Stay current on changes and developments in corporate law with a wide variety of resources and tools.
By Mary Hughes
June 20 — If the Securities and Exchange Commission adopts the proposed pay-ratio disclosure rule in October, as is likely, companies will be required to disclose the ratio in their 2016 proxies, using 2015 pay statistics, according to speakers at a June 19 law conference.
The SEC isn't likely to hold back, even though comment letters have asked for longer transition periods and the U.S. Chamber of Commerce has taken issue with the commission's cost-benefit analysis for the proposed rule, said Steven A. Seelig, senior executive compensation counsel at Towers Watson's Center for Research and Innovation in Arlington, Va., and Mark Borges, principal with California-based Compensia Inc.
The speakers appeared at the “Executive Compensation: Strategy, Design and Implementation” conference sponsored by American Law Institute Continuing Legal Education.
Borges said the commission is under pressure to complete executive compensation and corporate governance rulemaking projects mandated by the Dodd-Frank Wall Street Reform and Consumer Protection Act. That pressure, combined with substantial skepticism that the costs and burdens associated with compliance are going to be as great as critics allege, are driving the commission to act, he said.
Disclosure made under the pay ratio rule must be filed with the commission, which will bring it under the liability provisions of the securities laws. Many comment letters took issue with that requirement, Seelig said.
The comments say that the proposed rule allows a flexible approach and even statistical sampling in determining the pay ratio, yet this is a number that has to be certified by the chief executive officer and chief financial officer, he said. It shouldn't be a filed document, according to the commenters, because by definition, “it's your best guess, a good guess, but a guess nonetheless,” he said.
The SEC may take a look at this issue and may “let folks go ahead and simply furnish” this disclosure, he said. Borges agreed that the SEC is likely to make this change.
Dodd-Frank §953(b) directed the SEC to require companies to disclose the ratio of the median total annual income for all employees and the annual income of the CEO. An employee's total compensation is determined in accordance with the summary compensation table (SCT) rules applicable to executive officers.
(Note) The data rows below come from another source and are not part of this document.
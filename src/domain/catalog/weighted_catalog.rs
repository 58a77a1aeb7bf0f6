//! Weighted catalog - the read-only zone/element/criterion tree.

use serde::{Deserialize, Serialize};
use std::collections::BTreeMap;

use crate::domain::foundation::{CriterionId, DomainError, ElementId, ZoneId};

#[derive(Debug, Clone, PartialEq, Eq, Serialize, Deserialize)]
pub struct CatalogCriterion {
    pub name: String,
    pub coef: u32,
}

#[derive(Debug, Clone, PartialEq, Eq, Serialize, Deserialize)]
pub struct CatalogElement {
    pub name: String,
    pub coef: u32,
    #[serde(default)]
    pub criteria: BTreeMap<CriterionId, CatalogCriterion>,
}

#[derive(Debug, Clone, PartialEq, Eq, Serialize, Deserialize)]
pub struct CatalogZone {
    pub name: String,
    #[serde(default)]
    pub coef: u32,
    #[serde(default)]
    pub elements: BTreeMap<ElementId, CatalogElement>,
}

/// Externally supplied scoring catalog. Never mutated by this crate.
#[derive(Debug, Clone, PartialEq, Eq, Default, Serialize, Deserialize)]
#[serde(transparent)]
pub struct WeightedCatalog {
    zones: BTreeMap<ZoneId, CatalogZone>,
}

impl WeightedCatalog {
    pub fn new(zones: BTreeMap<ZoneId, CatalogZone>) -> Self {
        Self { zones }
    }

    /// Parses a catalog from its JSON document.
    pub fn from_json(json: &str) -> Result<Self, DomainError> {
        serde_json::from_str(json)
            .map_err(|e| DomainError::invalid_input(format!("catalog is not valid JSON: {}", e)))
    }

    /// Parses a catalog from its YAML document.
    pub fn from_yaml(yaml: &str) -> Result<Self, DomainError> {
        serde_yaml::from_str(yaml)
            .map_err(|e| DomainError::invalid_input(format!("catalog is not valid YAML: {}", e)))
    }

    pub fn zone(&self, zone_id: &ZoneId) -> Option<&CatalogZone> {
        self.zones.get(zone_id)
    }

    pub fn zone_ids(&self) -> impl Iterator<Item = &ZoneId> {
        self.zones.keys()
    }

    pub fn len(&self) -> usize {
        self.zones.len()
    }

    pub fn is_empty(&self) -> bool {
        self.zones.is_empty()
    }
}
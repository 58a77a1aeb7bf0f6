//! Inspection Sync - weighted checklist scoring and offline synchronization
//! for property inspections.
//!
//! Inspectors judge weighted criteria zone by zone while offline. Each edit is
//! scored, snapshotted per zone and kept in a local pending queue; a sync
//! round submits the whole queue in one request, writes back what the server
//! confirmed and purges every inspection whose local lifecycle is over.

pub mod adapters;
pub mod application;
pub mod config;
pub mod domain;
pub mod ports;
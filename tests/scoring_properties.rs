//! Property tests for scoring, grid upserts and zone loading.

use proptest::prelude::*;
use std::collections::BTreeMap;

use chrono::NaiveDate;
use inspection_sync::domain::catalog::{
    CatalogCriterion, CatalogElement, CatalogZone, WeightedCatalog, ZoneCatalogLoader,
};
use inspection_sync::domain::foundation::{
    CriterionId, ElementId, InspectionId, ResidenceId, Score, Timestamp, ZoneId,
};
use inspection_sync::domain::inspection::{Criterion, Element, Inspection, Judgment};
use inspection_sync::domain::scoring::ScoreEngine;

fn element_with(criteria: &[(u32, Judgment)]) -> Element {
    criteria
        .iter()
        .enumerate()
        .fold(Element::new(ElementId::new("el").unwrap(), 1), |el, (i, (weight, judgment))| {
            el.with_criterion(
                Criterion::new(CriterionId::new(format!("c{i}")).unwrap(), *weight).with_judgment(*judgment),
            )
        })
}

fn judgment() -> impl Strategy<Value = Judgment> {
    prop_oneof![Just(Judgment::Unset), Just(Judgment::Pass), Just(Judgment::Fail)]
}

/// One zone, `elements` elements of `criteria` criteria each, all coef 1..5.
fn catalog(elements: usize, criteria: usize, coef: u32) -> WeightedCatalog {
    let zone = CatalogZone {
        name: "Kitchen".to_string(),
        coef: 1,
        elements: (0..elements)
            .map(|e| {
                let element = CatalogElement {
                    name: format!("Element {e}"),
                    coef,
                    criteria: (0..criteria)
                        .map(|c| {
                            (
                                CriterionId::new(format!("c{c}")).unwrap(),
                                CatalogCriterion {
                                    name: format!("Criterion {c}"),
                                    coef: coef + c as u32,
                                },
                            )
                        })
                        .collect(),
                };
                (ElementId::new(format!("e{e}")).unwrap(), element)
            })
            .collect(),
    };

    let mut zones = BTreeMap::new();
    zones.insert(ZoneId::new("kitchen").unwrap(), zone);
    WeightedCatalog::new(zones)
}

fn inspection() -> Inspection {
    Inspection::new(
        InspectionId::new("ctrl-1").unwrap(),
        ResidenceId::new("res-1").unwrap(),
        NaiveDate::from_ymd_opt(2024, 5, 14).unwrap(),
    )
}

proptest! {
    #![proptest_config(ProptestConfig::with_cases(200))]

    #[test]
    fn prop_unjudged_element_is_not_evaluated(weights in prop::collection::vec(0u32..1000, 1..8), bonus in any::<bool>()) {
        let criteria: Vec<_> = weights.into_iter().map(|w| (w, Judgment::Unset)).collect();
        prop_assert_eq!(ScoreEngine::element_score(&element_with(&criteria), bonus), Score::NOT_EVALUATED);
    }

    #[test]
    fn prop_all_pass_without_bonus_is_full(
        weights in prop::collection::vec(1u32..1000, 1..8),
        unset in prop::collection::vec(0u32..1000, 0..4),
    ) {
        let criteria: Vec<_> = weights
            .into_iter()
            .map(|w| (w, Judgment::Pass))
            .chain(unset.into_iter().map(|w| (w, Judgment::Unset)))
            .collect();
        prop_assert_eq!(ScoreEngine::element_score(&element_with(&criteria), false).value(), 100);
    }

    #[test]
    fn prop_bonus_never_lowers_score(criteria in prop::collection::vec((0u32..1000, judgment()), 1..8)) {
        let element = element_with(&criteria);
        prop_assert!(ScoreEngine::element_score(&element, true) >= ScoreEngine::element_score(&element, false));
    }

    #[test]
    fn prop_global_score_lies_between_extremes(scores in prop::collection::vec(0i32..=110, 1..10)) {
        let scores: Vec<Score> = scores.into_iter().map(Score::new).collect();
        let global = ScoreEngine::global_score(&scores);
        prop_assert!(global >= *scores.iter().min().unwrap());
        prop_assert!(global <= *scores.iter().max().unwrap());
    }

    #[test]
    fn prop_upsert_same_zone_twice_keeps_one_snapshot(criteria in prop::collection::vec((0u32..100, judgment()), 1..6)) {
        let zone = ZoneId::new("kitchen").unwrap();
        let elements = vec![element_with(&criteria)];
        let mut inspection = inspection();

        inspection.upsert_zone(zone.clone(), elements.clone(), Timestamp::now());
        let once = inspection.clone();
        inspection.upsert_zone(zone.clone(), elements, Timestamp::now());

        prop_assert_eq!(inspection.grid().len(), 1);
        prop_assert_eq!(inspection.overall_score(), once.overall_score());
        prop_assert_eq!(&inspection.snapshot(&zone).unwrap().elements, &once.snapshot(&zone).unwrap().elements);
    }

    #[test]
    fn prop_saved_zone_reloads_with_same_judgments(
        shape in (1usize..4, 1usize..4, 1u32..5),
        edits in prop::collection::vec((0usize..4, 0usize..4, judgment(), any::<bool>()), 0..12),
    ) {
        let (element_count, criterion_count, coef) = shape;
        let catalog = catalog(element_count, criterion_count, coef);
        let zone = ZoneId::new("kitchen").unwrap();

        let mut elements = ZoneCatalogLoader::load_zone(&catalog, None, &zone).unwrap().elements;
        for (e, c, judgment, note) in edits {
            let e = e % element_count;
            let criterion = CriterionId::new(format!("c{}", c % criterion_count)).unwrap();
            elements = ZoneCatalogLoader::update_judgment(&elements, e, &criterion, judgment, false).unwrap();
            if note {
                elements = ZoneCatalogLoader::update_comment(&elements, e, &criterion, "note", None).unwrap();
            }
        }

        let mut inspection = inspection();
        inspection.upsert_zone(zone.clone(), elements.clone(), Timestamp::now());
        let saved = inspection.snapshot(&zone).map(|s| s.elements.as_slice());

        let reloaded = ZoneCatalogLoader::load_zone(&catalog, saved, &zone).unwrap();
        prop_assert_eq!(reloaded.elements, elements);
    }
}
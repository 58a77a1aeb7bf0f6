//! Live checklist tree: elements holding weighted criteria.

use serde::{Deserialize, Serialize};
use std::collections::BTreeMap;

use crate::domain::foundation::{CriterionId, ElementId, Score};

/// The inspector's verdict on one criterion.
#[derive(Debug, Clone, Copy, PartialEq, Eq, Hash, Default, Serialize, Deserialize)]
#[serde(rename_all = "snake_case")]
pub enum Judgment {
    #[default]
    Unset,
    Pass,
    Fail,
}

impl Judgment {
    /// Whether the criterion has been judged either way.
    pub fn is_set(&self) -> bool {
        !matches!(self, Judgment::Unset)
    }
}

/// Corrective note attached to a criterion.
#[derive(Debug, Clone, PartialEq, Eq, Default, Serialize, Deserialize)]
pub struct Comment {
    #[serde(default)]
    pub text: String,
    #[serde(default)]
    pub photo_ref: Option<String>,
}

impl Comment {
    pub fn new(text: impl Into<String>, photo_ref: Option<String>) -> Self {
        Self {
            text: text.into(),
            photo_ref,
        }
    }

    pub fn is_empty(&self) -> bool {
        self.text.is_empty() && self.photo_ref.is_none()
    }
}

/// One judgeable line of the checklist.
///
/// `weight` is `element coef * criterion coef`, fixed when the criterion is
/// built from the catalog.
#[derive(Debug, Clone, PartialEq, Eq, Serialize, Deserialize)]
pub struct Criterion {
    pub id: CriterionId,
    #[serde(default)]
    pub judgment: Judgment,
    pub weight: u32,
    #[serde(default)]
    pub comment: Comment,
}

impl Criterion {
    /// Creates an unjudged criterion with the given frozen weight.
    pub fn new(id: CriterionId, weight: u32) -> Self {
        Self {
            id,
            judgment: Judgment::Unset,
            weight,
            comment: Comment::default(),
        }
    }

    pub fn with_judgment(mut self, judgment: Judgment) -> Self {
        self.judgment = judgment;
        self
    }
}

/// A scored group of criteria inside a zone.
#[derive(Debug, Clone, PartialEq, Eq, Serialize, Deserialize)]
pub struct Element {
    pub id: ElementId,
    pub weight: u32,
    #[serde(default)]
    pub score: Score,
    pub criteria: BTreeMap<CriterionId, Criterion>,
}

impl Element {
    /// Creates an element with no criteria and no score.
    pub fn new(id: ElementId, weight: u32) -> Self {
        Self {
            id,
            weight,
            score: Score::NOT_EVALUATED,
            criteria: BTreeMap::new(),
        }
    }

    /// Adds a criterion, replacing any criterion with the same id.
    pub fn with_criterion(mut self, criterion: Criterion) -> Self {
        self.criteria.insert(criterion.id.clone(), criterion);
        self
    }

    /// Whether any criterion in this element has been judged.
    pub fn has_judgment(&self) -> bool {
        self.criteria.values().any(|c| c.judgment.is_set())
    }
}

#[cfg(test)]
mod tests {
    use super::*;

    fn cid(s: &str) -> CriterionId {
        CriterionId::new(s).unwrap()
    }

    #[test]
    fn judgment_defaults_to_unset() {
        assert_eq!(Judgment::default(), Judgment::Unset);
        assert!(!Judgment::Unset.is_set());
        assert!(Judgment::Fail.is_set());
    }

    #[test]
    fn judgment_serializes_snake_case() {
        assert_eq!(serde_json::to_string(&Judgment::Pass).unwrap(), "\"pass\"");
        let j: Judgment = serde_json::from_str("\"fail\"").unwrap();
        assert_eq!(j, Judgment::Fail);
    }

    #[test]
    fn element_has_judgment_tracks_criteria() {
        let element = Element::new(ElementId::new("sink").unwrap(), 2)
            .with_criterion(Criterion::new(cid("clean"), 4));
        assert!(!element.has_judgment());

        let element = element.with_criterion(Criterion::new(cid("tap"), 2).with_judgment(Judgment::Fail));
        assert!(element.has_judgment());
    }

    #[test]
    fn comment_emptiness() {
        assert!(Comment::default().is_empty());
        assert!(!Comment::new("", Some("photo-1".into())).is_empty());
        assert!(!Comment::new("stain", None).is_empty());
    }

    #[test]
    fn criterion_deserializes_with_defaults() {
        let c: Criterion = serde_json::from_str(r#"{"id":"tap","weight":6}"#).unwrap();
        assert_eq!(c.judgment, Judgment::Unset);
        assert!(c.comment.is_empty());
    }
}
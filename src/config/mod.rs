//! Application configuration module
//!
//! This module provides type-safe configuration loading from environment variables
//! using the `config` and `dotenvy` crates. Configuration is loaded with the
//! `INSPECTION_SYNC` prefix and nested values use double underscores as separators.
//!
//! # Example
//!
//! ```no_run
//! use inspection_sync::config::AppConfig;
//!
//! let config = AppConfig::load().expect("Failed to load configuration");
//! config.validate().expect("Invalid configuration");
//!
//! println!("Syncing to {}", config.sync.endpoint_url);
//! ```

mod agent;
mod auth;
mod error;
mod storage;
mod sync;

pub use agent::{AgentConfig, Environment, LogFormat};
pub use auth::AuthConfig;
pub use error::{ConfigError, ValidationError};
pub use storage::StorageConfig;
pub use sync::SyncConfig;

use serde::Deserialize;

/// Root application configuration
///
/// Load using [`AppConfig::load()`] which reads from environment variables.
#[derive(Debug, Clone, Deserialize)]
pub struct AppConfig {
    /// Environment and logging
    #[serde(default)]
    pub agent: AgentConfig,

    /// Local data directory
    #[serde(default)]
    pub storage: StorageConfig,

    /// Remote endpoint, timeouts and scheduling
    pub sync: SyncConfig,

    /// Device identity
    pub auth: AuthConfig,
}

impl AppConfig {
    /// Load configuration from environment variables
    ///
    /// This function:
    /// 1. Loads `.env` file if present (for development)
    /// 2. Reads environment variables with `INSPECTION_SYNC` prefix
    /// 3. Uses `__` (double underscore) to separate nested values
    /// 4. Deserializes into typed configuration structs
    ///
    /// # Environment Variable Format
    ///
    /// - `INSPECTION_SYNC__SYNC__ENDPOINT_URL=...` -> `sync.endpoint_url = ...`
    /// - `INSPECTION_SYNC__AUTH__API_TOKEN=...` -> `auth.api_token = ...`
    ///
    /// # Errors
    ///
    /// Returns `ConfigError` if:
    /// - Required environment variables are missing
    /// - Values cannot be parsed into expected types
    pub fn load() -> Result<Self, ConfigError> {
        // Load .env file if present (development)
        dotenvy::dotenv().ok();

        let config = config::Config::builder()
            .add_source(
                config::Environment::default()
                    .prefix("INSPECTION_SYNC")
                    .prefix_separator("__")
                    .separator("__"),
            )
            .build()?
            .try_deserialize()?;

        Ok(config)
    }

    /// Validate all configuration values
    ///
    /// # Errors
    ///
    /// Returns `ValidationError` if any configuration value is invalid.
    pub fn validate(&self) -> Result<(), ValidationError> {
        self.sync.validate(&self.agent.environment)?;
        self.auth.validate()?;
        Ok(())
    }

    /// Check if running in production environment
    pub fn is_production(&self) -> bool {
        self.agent.is_production()
    }
}

#[cfg(test)]
mod tests {
    use super::*;
    use std::env;
    use std::path::PathBuf;
    use std::sync::Mutex;

    // Mutex to ensure tests don't run in parallel (env vars are global)
    static ENV_MUTEX: Mutex<()> = Mutex::new(());

    fn set_minimal_env() {
        env::set_var("INSPECTION_SYNC__SYNC__ENDPOINT_URL", "https://api.example.com/sync");
        env::set_var("INSPECTION_SYNC__AUTH__USER_ID", "inspector-7");
        env::set_var("INSPECTION_SYNC__AUTH__API_TOKEN", "tok_xxx");
    }

    fn clear_env() {
        for key in [
            "INSPECTION_SYNC__SYNC__ENDPOINT_URL",
            "INSPECTION_SYNC__SYNC__POLL_INTERVAL_SECS",
            "INSPECTION_SYNC__AUTH__USER_ID",
            "INSPECTION_SYNC__AUTH__API_TOKEN",
            "INSPECTION_SYNC__AGENT__ENVIRONMENT",
            "INSPECTION_SYNC__AGENT__LOG_FORMAT",
            "INSPECTION_SYNC__STORAGE__DATA_DIR",
        ] {
            env::remove_var(key);
        }
    }

    #[test]
    fn test_load_from_environment() {
        let _guard = ENV_MUTEX.lock().unwrap();
        set_minimal_env();
        let result = AppConfig::load();
        clear_env();

        assert!(result.is_ok(), "Failed to load config: {:?}", result.err());
        let config = result.unwrap();
        assert_eq!(config.sync.endpoint_url, "https://api.example.com/sync");
        assert_eq!(config.auth.user_id, "inspector-7");
        assert!(config.validate().is_ok());
    }

    #[test]
    fn test_defaults() {
        let _guard = ENV_MUTEX.lock().unwrap();
        set_minimal_env();
        let config = AppConfig::load().unwrap();
        clear_env();

        assert_eq!(config.agent.environment, Environment::Development);
        assert_eq!(config.agent.log_format, LogFormat::Pretty);
        assert_eq!(config.storage.data_dir, PathBuf::from("./data"));
        assert_eq!(config.sync.poll_interval_secs, 60);
    }

    #[test]
    fn test_overrides() {
        let _guard = ENV_MUTEX.lock().unwrap();
        set_minimal_env();
        env::set_var("INSPECTION_SYNC__AGENT__ENVIRONMENT", "production");
        env::set_var("INSPECTION_SYNC__AGENT__LOG_FORMAT", "json");
        env::set_var("INSPECTION_SYNC__SYNC__POLL_INTERVAL_SECS", "15");
        env::set_var("INSPECTION_SYNC__STORAGE__DATA_DIR", "/var/lib/inspection-sync");
        let result = AppConfig::load();
        clear_env();

        let config = result.unwrap();
        assert!(config.is_production());
        assert_eq!(config.agent.log_format, LogFormat::Json);
        assert_eq!(config.sync.poll_interval_secs, 15);
        assert_eq!(config.storage.data_dir, PathBuf::from("/var/lib/inspection-sync"));
    }

    #[test]
    fn test_missing_credentials_fail_to_load() {
        let _guard = ENV_MUTEX.lock().unwrap();
        clear_env();
        env::set_var("INSPECTION_SYNC__SYNC__ENDPOINT_URL", "https://api.example.com/sync");
        let result = AppConfig::load();
        clear_env();

        assert!(matches!(result, Err(ConfigError::LoadError(_))));
    }
}
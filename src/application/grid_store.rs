//! GridStore - persisted per-zone snapshots of an inspection.
//!
//! The grid operations themselves live on the `Inspection` aggregate; this
//! service adds the persistence side effect: every call that changes the grid
//! writes the inspection back to the pending queue, and refreshes the
//! current-inspection record when it is the one open for editing.

use std::collections::BTreeMap;
use std::sync::Arc;

use crate::domain::foundation::{DomainError, InspectionId, Score, ZoneId};
use crate::domain::inspection::{Element, Inspection};
use crate::ports::{Clock, PendingQueueRepository};

pub struct GridStore {
    queue: Arc<dyn PendingQueueRepository>,
    clock: Arc<dyn Clock>,
}

impl GridStore {
    pub fn new(queue: Arc<dyn PendingQueueRepository>, clock: Arc<dyn Clock>) -> Self {
        Self { queue, clock }
    }

    /// Loads an inspection from the pending queue.
    ///
    /// # Errors
    ///
    /// - `InspectionNotFound` if the queue has no such id
    pub async fn load(&self, id: &InspectionId) -> Result<Inspection, DomainError> {
        self.queue
            .find(id)
            .await?
            .ok_or_else(|| DomainError::InspectionNotFound(id.clone()))
    }

    /// Replaces (or appends) the snapshot for `zone_id`, recomputes the
    /// overall score and persists the inspection.
    pub async fn upsert_zone(
        &self,
        mut inspection: Inspection,
        zone_id: ZoneId,
        elements: Vec<Element>,
    ) -> Result<Inspection, DomainError> {
        inspection.upsert_zone(zone_id, elements, self.clock.now());
        self.persist(&inspection).await?;
        Ok(inspection)
    }

    /// Drops the snapshot for `zone_id` so the zone reads as not inspected.
    /// Nothing is written when the zone had no snapshot.
    pub async fn remove_zone(
        &self,
        mut inspection: Inspection,
        zone_id: &ZoneId,
    ) -> Result<Inspection, DomainError> {
        if inspection.remove_zone(zone_id) {
            self.persist(&inspection).await?;
        }
        Ok(inspection)
    }

    pub fn all_zone_scores(inspection: &Inspection) -> BTreeMap<&ZoneId, &[Element]> {
        inspection.all_zone_scores()
    }

    /// Score of one zone, or `-1` when the zone was never inspected.
    pub fn zone_score(inspection: &Inspection, zone_id: &ZoneId) -> Score {
        inspection
            .snapshot(zone_id)
            .map(|snapshot| snapshot.score())
            .unwrap_or(Score::NOT_EVALUATED)
    }

    /// Saves the result of editing a zone.
    ///
    /// Elements carrying at least one judgment replace the zone's snapshot.
    /// Elements with no judgment at all revert the zone to not inspected.
    ///
    /// # Errors
    ///
    /// - `InvalidInput` when nothing is judged and the zone has no snapshot
    pub async fn save_zone(
        &self,
        inspection: Inspection,
        zone_id: ZoneId,
        elements: Vec<Element>,
    ) -> Result<Inspection, DomainError> {
        if elements.iter().any(Element::has_judgment) {
            return self.upsert_zone(inspection, zone_id, elements).await;
        }

        if inspection.is_zone_inspected(&zone_id) {
            tracing::debug!(zone = %zone_id, "Zone has no judgment left, reverting");
            return self.remove_zone(inspection, &zone_id).await;
        }

        Err(DomainError::invalid_input(format!(
            "zone {} has no judgment to save",
            zone_id
        )))
    }

    async fn persist(&self, inspection: &Inspection) -> Result<(), DomainError> {
        self.queue.upsert(inspection).await?;
        self.queue.refresh_current(inspection).await?;

        tracing::debug!(
            inspection = %inspection.id(),
            zones = inspection.grid().len(),
            overall = %inspection.overall_score(),
            "Inspection grid persisted"
        );
        Ok(())
    }
}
A divided SEC adopted the proposed rulemaking in September.
The SEC said in May in its semiannual regulatory agenda that its target date for finalizing the pay ratio rule was October.
The median total annual income for all employees includes the entire workforce, Seelig said. By including part-time, temporary and seasonal employees of a company and its subsidiaries, the rule makes compliance difficult for global companies that may not have a global human resources accounting system, he said, echoing many of the comment letters. For many companies, the data may be there, but not in the form needed to comply with the pay ratio rule, he continued.
The rule doesn't require determining the SCT compensation for every employee, Seelig explained. A company can choose a definition of compensation—for example, W-2 compensation for companies that have only domestic employees—and then calculate SCT compensation for that one employee.
A company also may use statistical sampling or any other methodology as long as it is consistently applied, Borges said. As part of the disclosure requirement, the company simply must describe the approach it took to calculate the ratio, Seelig said.
Regarding proxy statement disclosure, Borges opined that, initially, larger companies will say more than is required by the rule about what they've done in terms of coming up with the ratio number, as a precautionary approach. Over time, if the ratio doesn't generate reactionary publicity, companies will begin to scale back disclosures to what is mandated by the rule itself, he said.
In preparing for implementation, Seelig said the pay ratio should be calculated so that it is:
Of these three, defensible is the most important, he said. Other considerations are how much is the company willing to spend—does it want the cheapest and fastest method or does it want to “get the best ratio possible?” Seelig said.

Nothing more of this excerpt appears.